An identical copy of the data below is needed.

[Saved data entries]
=======

//! Text formatting for live sensor readings.

use crate::sensors::types::{Capability, ReadResult};

/// Shown in place of a missing component.
pub const NOT_AVAILABLE: &str = "N/A";

/// Format one component to two decimals, or `N/A` when absent.
pub fn format_component(value: Option<f64>) -> String {
    value.map_or_else(|| NOT_AVAILABLE.to_string(), |v| format!("{:.2}", v))
}

/// Display text for one capability's latest read.
pub fn reading_text(capability: Capability, result: &ReadResult) -> String {
    match result {
        Ok(reading) => format!(
            "{} Data:\nX: {}\nY: {}\nZ: {}",
            capability,
            format_component(reading.x),
            format_component(reading.y),
            format_component(reading.z)
        ),
        Err(err) => err.to_string(),
    }
}

/// Display text before the first poll.
pub fn initial_text(capability: Capability) -> String {
    format!("{} Data:\nX: 0\nY: 0\nZ: 0", capability)
}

=======

Exercise result |
//! Text formatting for live sensor readings.

use crate::sensors::types::{Capability, ReadResult};

/// Shown in place of a missing component.
pub const NOT_AVAILABLE: &str = "N/A";

/// Format one component to two decimals, or `N/A` when absent.
pub fn format_component(value: Option<f64>) -> String {
    value.map_or_else(|| NOT_AVAILABLE.to_string(), |v| format!("{:.2}", v))
}

/// Display text for one capability's latest read.
pub fn reading_text(capability: Capability, result: &ReadResult) -> String {
    match result {
        Ok(reading) => format!(
            "{} Data:\nX: {}\nY: {}\nZ: {}",
            capability,
            format_component(reading.x),
            format_component(reading.y),
            format_component(reading.z)
        ),
        Err(err) => err.to_string(),
    }
}

/// Display text before the first poll.
pub fn initial_text(capability: Capability) -> String {
    format!("{} Data:\nX: 0\nY: 0\nZ: 0", capability)
}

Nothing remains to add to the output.